Harris’s piece attempts to call into question Kerry’s liberal credentials by citing Kerry’s support for “major deficit-reduction measures sponsored by avowed conservatives” and his 1996 vote for welfare reform. By this same logic any number of demonstrably conservative lawmakers could evade the conservative label by voting against free-trade legislation or for hate-crimes legislation or for the National Endowment for the Arts. Of course, Harris lodges this specious assertion under the aegis of “Kerry defenders.” Yet, he never scrutinizes this obviously flawed reasoning.

Even more troubling is that he barely cites votes that obviously mark Kerry as a liberal. And, when he does cite these votes, it is through Scott Stanzel, a Bush-Cheney spokesman.

Harris’s piece then raises two of the main Washington arguments for labeling John Kerry a liberal and attempts to throw cold water on both of them. The first is voting data compiled by National Journal, which found Kerry to have the most liberal 2003 voting record in the Senate.
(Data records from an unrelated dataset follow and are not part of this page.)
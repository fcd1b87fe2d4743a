use crate::problem::LpProblem;
use crate::solution::Solution;

/// A capability that solves [`LpProblem`]s.
///
/// Callers only rely on the contract: when the returned status is
/// `Optimal`, `values` has one entry per column and satisfies every column
/// and row bound to the engine's tolerance. How the optimum is found is up
/// to the implementation. Engines must be usable from several threads at
/// once, either by being stateless per call or by synchronizing internally.
pub trait LpEngine: Send + Sync {
    /// Engine name for logging.
    fn name(&self) -> &'static str;

    /// Solve the problem. Failures are reported through the status.
    fn solve(&self, problem: &LpProblem) -> Solution;
}

impl<E: LpEngine + ?Sized> LpEngine for &E {
    fn name(&self) -> &'static str {
        (**self).name()
    }

    fn solve(&self, problem: &LpProblem) -> Solution {
        (**self).solve(problem)
    }
}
The second is the liberal ADA’s rating system, which gave Kerry a lifetime vote rating of 92 out of a possible 100.

Harris’s general argument against vote-rating schemes is that they “can sometimes be thrown off kilter in ways that leave a distorted impression.” This may be true. But, one would suppose that this “distortion” would push Kerry toward the center some years. It doesn’t.

Harris’s argument against National Journal’s rating scheme is that Kerry missed so many votes running for his party’s nomination that the most recent ratings may be skewed. There is a very big problem with his criticism. The problem here is that the votes Kerry actually made it back to Washington to cast were defining votes he wanted to use on the campaign trail. In fact, Kerry was highlighting his liberalism with those votes as a way to court liberal Democratic primary voters. From this vantage point, one could argue that the National Journal vote-rating scheme was even more accurate for Kerry than in other years.

Harris’s argument against lifetime ADA ratings is even more suspect. Here Harris bludgeons the straw man that Kerry’s lifetime ADA rating of 92 exceeds Walter Mondale’s lifetime ADA rating of 90 by arguing that times have changed and since the two occupied different political eras, any comparison is problematic.

Fortunately, that’s not the GOP’s argument. Our argument is that a 92-lifetime ADA rating makes Kerry more liberal than contemporaries Ted Kennedy (lifetime ADA rating = 90) and Tom Daschle (lifetime ADA rating = 83).

Harris’s final argument against the liberal label for Kerry is that he was supported by the Democratic Leadership Council (DLC) in the Democrat primaries. But, it’s worth remembering that the DLC, a group made famous by Bill Clinton’s triangulation strategy, backed Kerry out of fear that Howard Dean and his extremely liberal faction would win the nomination and deal the DLC a massive defeat. Kerry was the only viable non-Dean for the DLC to realistically back.

By Harris’s logic, George W. Bush could claim that his conservative label is unfair, since he is being supported by Democratic Senator Zell Miller and in 2000 had the support of the Log Cabin Republicans.

Harris tells his readers that “this year’s presidential campaign marks the latest effort to hurl the L-word–the most familiar and, on some occasions, most lethal spear in the Republican arsenal.” The Washington Post is committed to shielding the Democratic ticket from that spear.

Robert Moran is a vice president at Republican polling firm Fabrizio, McLaughlin & Associates. He is an NRO contributor.